Stored data

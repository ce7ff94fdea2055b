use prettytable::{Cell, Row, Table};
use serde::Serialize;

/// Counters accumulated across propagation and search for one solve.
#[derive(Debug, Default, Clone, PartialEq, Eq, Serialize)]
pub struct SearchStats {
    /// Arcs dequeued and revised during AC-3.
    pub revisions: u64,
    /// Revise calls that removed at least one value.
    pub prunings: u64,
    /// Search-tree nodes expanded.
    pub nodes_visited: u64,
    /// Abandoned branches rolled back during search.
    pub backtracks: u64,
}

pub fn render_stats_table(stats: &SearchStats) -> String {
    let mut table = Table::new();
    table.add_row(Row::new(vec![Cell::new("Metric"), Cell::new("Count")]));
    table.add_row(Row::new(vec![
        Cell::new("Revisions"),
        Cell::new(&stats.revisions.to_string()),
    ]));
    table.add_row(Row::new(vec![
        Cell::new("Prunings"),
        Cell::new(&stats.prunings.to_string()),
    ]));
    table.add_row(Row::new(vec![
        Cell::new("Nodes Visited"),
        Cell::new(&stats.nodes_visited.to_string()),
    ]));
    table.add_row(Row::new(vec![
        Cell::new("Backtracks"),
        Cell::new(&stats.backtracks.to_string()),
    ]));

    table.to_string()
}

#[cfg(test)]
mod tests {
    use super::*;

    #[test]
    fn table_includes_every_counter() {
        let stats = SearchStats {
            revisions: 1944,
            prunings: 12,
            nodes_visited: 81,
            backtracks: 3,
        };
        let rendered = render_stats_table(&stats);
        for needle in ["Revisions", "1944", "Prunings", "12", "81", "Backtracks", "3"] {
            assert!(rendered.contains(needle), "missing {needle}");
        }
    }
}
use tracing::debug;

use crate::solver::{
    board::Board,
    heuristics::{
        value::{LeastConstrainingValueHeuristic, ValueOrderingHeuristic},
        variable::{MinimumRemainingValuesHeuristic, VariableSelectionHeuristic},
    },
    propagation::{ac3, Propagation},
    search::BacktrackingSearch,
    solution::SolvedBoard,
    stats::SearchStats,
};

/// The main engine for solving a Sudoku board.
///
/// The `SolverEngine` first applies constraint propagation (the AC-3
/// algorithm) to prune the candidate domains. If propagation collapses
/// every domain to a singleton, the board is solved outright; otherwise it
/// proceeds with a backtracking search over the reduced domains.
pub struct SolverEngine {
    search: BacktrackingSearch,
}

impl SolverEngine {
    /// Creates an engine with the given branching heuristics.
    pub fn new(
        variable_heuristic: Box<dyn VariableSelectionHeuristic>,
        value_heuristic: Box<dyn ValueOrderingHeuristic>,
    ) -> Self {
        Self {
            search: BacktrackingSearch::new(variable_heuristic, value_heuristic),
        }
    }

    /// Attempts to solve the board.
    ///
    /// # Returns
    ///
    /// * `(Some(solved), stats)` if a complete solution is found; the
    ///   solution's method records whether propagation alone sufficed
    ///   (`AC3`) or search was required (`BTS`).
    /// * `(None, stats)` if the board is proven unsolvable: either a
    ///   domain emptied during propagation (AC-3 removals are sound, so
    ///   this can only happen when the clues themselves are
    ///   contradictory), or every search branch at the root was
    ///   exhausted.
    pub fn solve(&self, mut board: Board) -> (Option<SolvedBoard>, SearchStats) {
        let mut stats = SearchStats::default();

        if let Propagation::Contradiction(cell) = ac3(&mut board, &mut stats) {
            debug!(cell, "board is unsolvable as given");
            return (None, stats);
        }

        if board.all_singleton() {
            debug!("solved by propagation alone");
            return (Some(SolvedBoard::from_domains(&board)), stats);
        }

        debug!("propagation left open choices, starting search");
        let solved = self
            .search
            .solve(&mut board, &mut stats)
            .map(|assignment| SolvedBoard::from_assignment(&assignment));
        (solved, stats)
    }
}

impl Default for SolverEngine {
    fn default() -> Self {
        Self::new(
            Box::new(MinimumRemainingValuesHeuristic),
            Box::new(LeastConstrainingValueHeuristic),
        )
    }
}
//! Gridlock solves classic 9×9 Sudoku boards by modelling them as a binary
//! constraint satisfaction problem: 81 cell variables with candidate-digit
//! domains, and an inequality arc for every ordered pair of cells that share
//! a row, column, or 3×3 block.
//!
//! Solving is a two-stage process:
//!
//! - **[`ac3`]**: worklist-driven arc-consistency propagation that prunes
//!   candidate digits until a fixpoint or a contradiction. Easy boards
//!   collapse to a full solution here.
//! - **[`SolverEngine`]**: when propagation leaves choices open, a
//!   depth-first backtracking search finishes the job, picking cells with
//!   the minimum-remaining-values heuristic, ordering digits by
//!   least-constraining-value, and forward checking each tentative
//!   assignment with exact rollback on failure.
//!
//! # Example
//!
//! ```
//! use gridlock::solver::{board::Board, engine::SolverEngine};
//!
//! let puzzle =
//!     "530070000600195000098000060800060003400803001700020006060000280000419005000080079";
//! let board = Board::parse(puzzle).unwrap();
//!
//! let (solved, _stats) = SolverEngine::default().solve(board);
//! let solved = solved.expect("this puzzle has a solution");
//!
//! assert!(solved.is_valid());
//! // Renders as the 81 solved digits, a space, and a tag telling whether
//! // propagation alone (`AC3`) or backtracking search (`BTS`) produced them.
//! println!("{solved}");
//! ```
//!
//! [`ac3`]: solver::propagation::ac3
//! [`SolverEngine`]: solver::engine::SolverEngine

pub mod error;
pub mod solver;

* **Task directions**:
Take the lines above from the one containing "propagation alone sufficed" to the one containing "picking cells with" and retype them exactly, both ends included, with nothing added.

* **Answer to the exercise**:
    ///   solution's method records whether propagation alone sufficed
    ///   (`AC3`) or search was required (`BTS`).
    /// * `(None, stats)` if the board is proven unsolvable: either a
    ///   domain emptied during propagation (AC-3 removals are sound, so
    ///   this can only happen when the clues themselves are
    ///   contradictory), or every search branch at the root was
    ///   exhausted.
    pub fn solve(&self, mut board: Board) -> (Option<SolvedBoard>, SearchStats) {
        let mut stats = SearchStats::default();

        if let Propagation::Contradiction(cell) = ac3(&mut board, &mut stats) {
            debug!(cell, "board is unsolvable as given");
            return (None, stats);
        }

        if board.all_singleton() {
            debug!("solved by propagation alone");
            return (Some(SolvedBoard::from_domains(&board)), stats);
        }

        debug!("propagation left open choices, starting search");
        let solved = self
            .search
            .solve(&mut board, &mut stats)
            .map(|assignment| SolvedBoard::from_assignment(&assignment));
        (solved, stats)
    }
}

impl Default for SolverEngine {
    fn default() -> Self {
        Self::new(
            Box::new(MinimumRemainingValuesHeuristic),
            Box::new(LeastConstrainingValueHeuristic),
        )
    }
}
//! Gridlock solves classic 9×9 Sudoku boards by modelling them as a binary
//! constraint satisfaction problem: 81 cell variables with candidate-digit
//! domains, and an inequality arc for every ordered pair of cells that share
//! a row, column, or 3×3 block.
//!
//! Solving is a two-stage process:
//!
//! - **[`ac3`]**: worklist-driven arc-consistency propagation that prunes
//!   candidate digits until a fixpoint or a contradiction. Easy boards
//!   collapse to a full solution here.
//! - **[`SolverEngine`]**: when propagation leaves choices open, a
//!   depth-first backtracking search finishes the job, picking cells with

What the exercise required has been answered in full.